Find every line below with the word "filter" in it, and copy each one.
* * *
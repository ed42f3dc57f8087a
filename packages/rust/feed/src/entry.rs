//! Per-entry field collection and validation.

use ytextract_shared::{ExtractError, FeedVideoEntry, Result, watch_url};

/// Raw values collected from one `<entry>` before validation.
#[derive(Debug, Default)]
pub(crate) struct EntryFields {
    pub video_id: Option<String>,
    pub title: Option<String>,
    pub url: Option<String>,
    pub published: Option<String>,
    pub updated: Option<String>,
    pub author: Option<String>,
    pub author_url: Option<String>,
    pub description: Option<String>,
    pub thumbnail: Option<String>,
    pub views: Option<String>,
}

impl EntryFields {
    /// Validate into a [`FeedVideoEntry`].
    ///
    /// Requires a video id and a non-empty title. A non-empty views attribute
    /// must be a non-negative integer; an empty one means unknown.
    pub(crate) fn build(self) -> Result<FeedVideoEntry> {
        let video_id = self
            .video_id
            .ok_or_else(|| ExtractError::validation("feed entry has no yt:videoId"))?;
        let title = self.title.ok_or_else(|| {
            ExtractError::validation(format!("feed entry {video_id} has no title"))
        })?;

        let views = self
            .views
            .filter(|raw| !raw.trim().is_empty())
            .map(|raw| {
                raw.trim().parse::<u64>().map_err(|_| {
                    ExtractError::validation(format!(
                        "feed entry {video_id} has non-numeric views {raw:?}"
                    ))
                })
            })
            .transpose()?;

        let url = self
            .url
            .filter(|url| !url.trim().is_empty())
            .unwrap_or_else(|| watch_url(&video_id));

        Ok(FeedVideoEntry {
            url,
            published: self.published,
            updated: self.updated,
            author: self.author,
            author_url: self.author_url,
            description: self.description,
            thumbnail: self.thumbnail,
            views,
            title,
            video_id,
        })
    }
}
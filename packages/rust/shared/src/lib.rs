//! Shared types, error model, and configuration for ytextract.
//!
//! This crate is the foundation depended on by all other ytextract crates.
//! It provides:
//! - [`ExtractError`]: the unified error type
//! - Domain types ([`ChannelId`], [`VideoId`], [`Transcript`], [`ChannelFeed`])
//! - Configuration ([`AppConfig`], [`FeedOptions`], config loading)

pub mod config;
pub mod error;
pub mod types;

// Re-export public API at crate root for ergonomic imports.
pub use config::{
    AppConfig, DefaultsConfig, FeedOptions, TranscriptOptions, config_dir, config_file_path,
    init_config, load_config, load_config_from,
};
pub use error::{ExtractError, Result};
pub use types::{
    ChannelFeed, ChannelId, FeedVideoEntry, Transcript, TranscriptSegment, VideoId,
    YOUTUBE_ORIGIN, watch_url,
};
* * *
- Solution to this problem
            .filter(|raw| !raw.trim().is_empty())
            .filter(|url| !url.trim().is_empty())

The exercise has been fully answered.